_Available data_:
===
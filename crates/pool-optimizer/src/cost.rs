//! Multi-criteria pool cost
//!
//! Cost(S) = w_v·V + w_t·T + w_p·P + w_s·Q + w_d·D, see crate docs.

use crate::coverage::SpatiotemporalCoverageAnalyzer;
use crate::timeline::SearchSpace;
use crate::CostWeights;
use serde::{Deserialize, Serialize};

/// Working selection: local indices and running visible counts per constellation
#[derive(Debug, Clone, PartialEq)]
pub struct PoolState {
    pub selections: Vec<Vec<usize>>,
    pub counts: Vec<Vec<u32>>,
}

impl PoolState {
    pub fn new(space: &SearchSpace<'_>, selections: Vec<Vec<usize>>) -> Self {
        let counts = selections
            .iter()
            .zip(&space.constellations)
            .map(|(sel, c)| c.counts_for(sel))
            .collect();
        Self { selections, counts }
    }

    /// Swap `old` (position `slot`) for `new` in one constellation, updating counts
    pub fn replace(&mut self, space: &SearchSpace<'_>, constellation: usize, slot: usize, new: usize) {
        let old = self.selections[constellation][slot];
        let rows = &space.constellations[constellation].visibility;
        for (k, count) in self.counts[constellation].iter_mut().enumerate() {
            if rows[old][k] {
                *count -= 1;
            }
            if rows[new][k] {
                *count += 1;
            }
        }
        self.selections[constellation][slot] = new;
    }
}

#[derive(Debug, Clone, Copy, Default, PartialEq, Serialize, Deserialize)]
pub struct CostBreakdown {
    /// Out-of-band (constellation, step) pairs
    pub visibility: f64,
    pub clustering: f64,
    pub pool_size: f64,
    pub signal: f64,
    pub diversity: f64,
    pub total: f64,
}

#[derive(Debug, Clone)]
pub struct CostModel {
    pub weights: CostWeights,
    pub analyzer: SpatiotemporalCoverageAnalyzer,
}

impl CostModel {
    pub fn new(weights: CostWeights, analyzer: SpatiotemporalCoverageAnalyzer) -> Self {
        Self { weights, analyzer }
    }

    pub fn evaluate(&self, state: &PoolState, space: &SearchSpace<'_>) -> CostBreakdown {
        let mut b = CostBreakdown::default();
        let n = space.constellations.len().max(1) as f64;
        let mut phase_diversity = 0.0;

        for (ci, c) in space.constellations.iter().enumerate() {
            let selection = &state.selections[ci];

            b.visibility += state.counts[ci]
                .iter()
                .filter(|&&v| !c.target.within_band(v))
                .count() as f64;

            b.clustering += clustering_penalty(
                selection.iter().filter_map(|&i| c.first_visible[i]),
                space.gap_steps,
            );

            let target = c.target.target_pool_size.max(1) as f64;
            b.pool_size += (selection.len() as f64 - target).abs() / target;

            if !selection.is_empty() {
                b.signal += selection.iter().map(|&i| c.signal_deviation[i]).sum::<f64>()
                    / selection.len() as f64
                    / n;
                phase_diversity += self
                    .analyzer
                    .diversity_score(selection.iter().map(|&i| &space.candidate(ci, i).elements))
                    .overall
                    / n;
            } else {
                b.signal += 1.0 / n;
            }
        }

        let orbital = self.analyzer.orbital_diversity(
            state.selections.iter().enumerate().flat_map(|(ci, selection)| {
                selection.iter().map(move |&i| space.candidate(ci, i))
            }),
            space.constellations.iter().map(|c| &c.target),
        );
        b.diversity = 1.0 - 0.5 * (orbital.overall + phase_diversity);

        let w = &self.weights;
        b.total = w.visibility * b.visibility
            + w.temporal_clustering * b.clustering
            + w.pool_size * b.pool_size
            + w.signal_quality * b.signal
            + w.orbital_diversity * b.diversity;
        b
    }
}

/// Σ (gap - g)/gap over adjacent first-appearance gaps g < gap
pub fn clustering_penalty(first_steps: impl Iterator<Item = usize>, gap_steps: usize) -> f64 {
    let mut steps: Vec<usize> = first_steps.collect();
    steps.sort_unstable();
    let gap = gap_steps as f64;
    steps
        .windows(2)
        .map(|pair| (pair[1] - pair[0]) as f64)
        .filter(|g| *g < gap)
        .map(|g| (gap - g) / gap)
        .sum()
}

#[cfg(test)]
mod tests {
    use super::*;
    use crate::{ConstellationTarget, PoolConstraints};
    use orbital_mechanics::{Constellation, OrbitalElements, SatelliteCandidate, VisibilityWindow};

    fn sat(id: &str, windows: &[(f64, f64)]) -> SatelliteCandidate {
        SatelliteCandidate {
            id: id.to_string(),
            constellation: Constellation::OneWeb,
            elements: OrbitalElements::new(87.9, 0.0, 0.0).unwrap(),
            windows: windows
                .iter()
                .map(|&(a, b)| VisibilityWindow {
                    start_s: a,
                    end_s: b,
                    peak_elevation_deg: 50.0,
                    mean_rsrp_dbm: Some(-70.0),
                })
                .collect(),
        }
    }

    fn constraints() -> PoolConstraints {
        let mut t = ConstellationTarget::oneweb();
        t.min_pool_size = 1;
        t.target_pool_size = 2;
        t.max_pool_size = 2;
        t.min_visible = 1;
        t.max_visible = 1;
        t.orbit_period_minutes = 2.0; // 4 steps
        PoolConstraints {
            targets: vec![t],
            ..PoolConstraints::default()
        }
    }

    #[test]
    fn test_clustering_penalty() {
        // gaps 3, 20, 15 with gap 15: only the 3-step gap counts
        let p = clustering_penalty([0usize, 3, 23, 38].into_iter(), 15);
        assert!((p - 12.0 / 15.0).abs() < 1e-12);
        assert_eq!(clustering_penalty(std::iter::empty(), 15), 0.0);
    }

    #[test]
    fn test_visibility_counts_each_violating_step() {
        let cands = vec![sat("a", &[(0.0, 60.0)]), sat("b", &[(30.0, 90.0)])];
        let c = constraints();
        let space = SearchSpace::build(&cands, &c);
        let state = PoolState::new(&space, vec![vec![0, 1]]);
        assert_eq!(state.counts[0], vec![1, 2, 1, 0]);

        let model = CostModel::new(
            CostWeights {
                visibility: 1.0,
                temporal_clustering: 0.0,
                pool_size: 0.0,
                signal_quality: 0.0,
                orbital_diversity: 0.0,
            },
            SpatiotemporalCoverageAnalyzer::default(),
        );
        let b = model.evaluate(&state, &space);
        assert_eq!(b.visibility, 2.0);
        assert_eq!(b.total, 2.0);
        assert_eq!(b.pool_size, 0.0);
        assert_eq!(b.signal, 0.0);
    }

    #[test]
    fn test_replace_keeps_counts_consistent() {
        let cands = vec![
            sat("a", &[(0.0, 60.0)]),
            sat("b", &[(30.0, 90.0)]),
            sat("c", &[(90.0, 120.0)]),
        ];
        let c = constraints();
        let space = SearchSpace::build(&cands, &c);
        let mut state = PoolState::new(&space, vec![vec![0, 1]]);
        state.replace(&space, 0, 1, 2);
        assert_eq!(state, PoolState::new(&space, vec![vec![0, 2]]));
    }

    #[test]
    fn test_diversity_blends_orbital_and_phase() {
        // two co-located OneWeb satellites:
        // phase 0.5·(1/24 + 1/16) = 5/96, orbital 0.3/24 + 0.3 = 30/96
        let cands = vec![sat("a", &[(0.0, 60.0)]), sat("b", &[(30.0, 90.0)])];
        let c = constraints();
        let space = SearchSpace::build(&cands, &c);
        let state = PoolState::new(&space, vec![vec![0, 1]]);
        let b = CostModel::new(CostWeights::default(), SpatiotemporalCoverageAnalyzer::default())
            .evaluate(&state, &space);
        assert!((b.diversity - (1.0 - 35.0 / 192.0)).abs() < 1e-12);

        let empty = PoolState::new(&space, vec![vec![]]);
        let b = CostModel::new(CostWeights::default(), SpatiotemporalCoverageAnalyzer::default())
            .evaluate(&empty, &space);
        assert_eq!(b.diversity, 1.0);
    }

    #[test]
    fn test_shorter_period_scored_over_own_steps() {
        let mut starlink = ConstellationTarget::starlink();
        starlink.min_pool_size = 1;
        starlink.target_pool_size = 1;
        starlink.max_pool_size = 1;
        starlink.min_visible = 1;
        starlink.max_visible = 1;
        starlink.orbit_period_minutes = 1.0; // 2 steps
        let mut c = constraints();
        c.targets.push(starlink);

        let mut s = sat("s", &[(0.0, 45.0)]);
        s.constellation = Constellation::Starlink;
        let cands = vec![sat("a", &[(0.0, 120.0)]), s];
        let space = SearchSpace::build(&cands, &c);
        assert_eq!(space.steps, 4);

        let state = PoolState::new(&space, vec![vec![0], vec![0]]);
        assert_eq!(state.counts[1], vec![1, 1]);
        let b = CostModel::new(CostWeights::default(), SpatiotemporalCoverageAnalyzer::default())
            .evaluate(&state, &space);
        assert_eq!(b.visibility, 0.0);
    }
}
===
_Work task_:
The output should be exactly the lines above from the line containing "pub fn replace(&mut" to the line containing "b.pool_size += (selection.len()", inclusive, with no other lines.

_Expected answer_:
    pub fn replace(&mut self, space: &SearchSpace<'_>, constellation: usize, slot: usize, new: usize) {
        let old = self.selections[constellation][slot];
        let rows = &space.constellations[constellation].visibility;
        for (k, count) in self.counts[constellation].iter_mut().enumerate() {
            if rows[old][k] {
                *count -= 1;
            }
            if rows[new][k] {
                *count += 1;
            }
        }
        self.selections[constellation][slot] = new;
    }
}

#[derive(Debug, Clone, Copy, Default, PartialEq, Serialize, Deserialize)]
pub struct CostBreakdown {
    /// Out-of-band (constellation, step) pairs
    pub visibility: f64,
    pub clustering: f64,
    pub pool_size: f64,
    pub signal: f64,
    pub diversity: f64,
    pub total: f64,
}

#[derive(Debug, Clone)]
pub struct CostModel {
    pub weights: CostWeights,
    pub analyzer: SpatiotemporalCoverageAnalyzer,
}

impl CostModel {
    pub fn new(weights: CostWeights, analyzer: SpatiotemporalCoverageAnalyzer) -> Self {
        Self { weights, analyzer }
    }

    pub fn evaluate(&self, state: &PoolState, space: &SearchSpace<'_>) -> CostBreakdown {
        let mut b = CostBreakdown::default();
        let n = space.constellations.len().max(1) as f64;
        let mut phase_diversity = 0.0;

        for (ci, c) in space.constellations.iter().enumerate() {
            let selection = &state.selections[ci];

            b.visibility += state.counts[ci]
                .iter()
                .filter(|&&v| !c.target.within_band(v))
                .count() as f64;

            b.clustering += clustering_penalty(
                selection.iter().filter_map(|&i| c.first_visible[i]),
                space.gap_steps,
            );

            let target = c.target.target_pool_size.max(1) as f64;
            b.pool_size += (selection.len() as f64 - target).abs() / target;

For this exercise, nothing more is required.